The total average load from food products is estimated to be approx. 200 microgrammes of pesticide per day, more than half of which comes from some few types of food products – namely, citrus fruit, potatoes and apples. Around 60% comes from imported products and 40% from Danish products. There are big variations in the calculated numerical values, and, in practice, the total intake is estimated to lie between very low and about 600 microgrammes per day. However, since most of the residual content in citrus fruit is in the peel, which is not eaten, the actual daily intake of pesticides is less than 200 microgrammes per day. In this estimate, the intake via Danish products accounts for more than 50% of the total intake.

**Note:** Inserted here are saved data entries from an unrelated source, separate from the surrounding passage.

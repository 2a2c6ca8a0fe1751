//! Durable event storage: the append-only per-topic log (`EventStore`) and
//! the topic configuration registry (`TopicRegistry`) that backs it.

mod error;
mod event_store;
mod registry;

pub use error::StoreError;
pub use event_store::{EventStore, PublishRequest, MAX_PAYLOAD_BYTES};
pub use registry::{TopicEntry, TopicRegistry};
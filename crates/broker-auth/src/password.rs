//! Password hashing for user accounts. bcrypt is a library call here, not
//! reimplemented.

use crate::error::AuthError;

const BCRYPT_COST: u32 = bcrypt::DEFAULT_COST;

pub fn hash_password(plaintext: &str) -> Result<String, AuthError> {
    Ok(bcrypt::hash(plaintext, BCRYPT_COST)?)
}

pub fn verify_password(plaintext: &str, hash: &str) -> Result<bool, AuthError> {
    Ok(bcrypt::verify(plaintext, hash)?)
}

Calculation of the daily intake in different scenarios for reduced use of pesticides

The calculations of the daily intake cover both Danish and imported food products. Assuming that the diet's relative composition of Danish and imported food products does not change, the daily intake can be estimated for the scenarios set up. These involve a reduction of the use of pesticides in Denmark of 31% in the ++scenario, 80% in the +scenario, 95% in the 0+scenario and 100% in the 0-scenario. The results are shown in figure 10.12.

Figure 10.12
Simple calculation of Danes’ intake of pesticides assuming unchanged size of import and pesticide residues. In present production, approx. 60% of the intake of pesticide residues comes from imports, which dominate the intake in all scenarios, including a total phase-out of pesticide use in Denmark.

(Figure texts:

Den daglige indtagelse af pesticider = Daily intake of pesticides
Scenarier = Scenarios
Nul = 0-scenario
Plus = +scenario
Nudrift = Present production
Dansk = Danish
Import = Import
Mikrogram pr. day = Microgrammes per day)

It will be seen from figure 10.12 that the pesticide residues from imported food products, which dominate the intake in all scenarios, would still be there with a total phase-out of pesticide use in Denmark. One can conjecture about changes in the Danish population's dietary pattern in the event of a partial or total phase-out of pesticides, but such predictions are very uncertain. They would depend, for example, on the development of society both in Denmark and elsewhere and on the derivative market mechanisms, which are discussed in the report from the Sub-committee on Production, Economy and Employment. It is basically assumed that the intake via imported food products would remain unchanged despite movements between the individual products. As described in section 6.2.4, peeling of citrus fruit means less than 200 microgrammes per day, but at the same time, crops produced in Denmark would contribute more than 50% of the daily intake.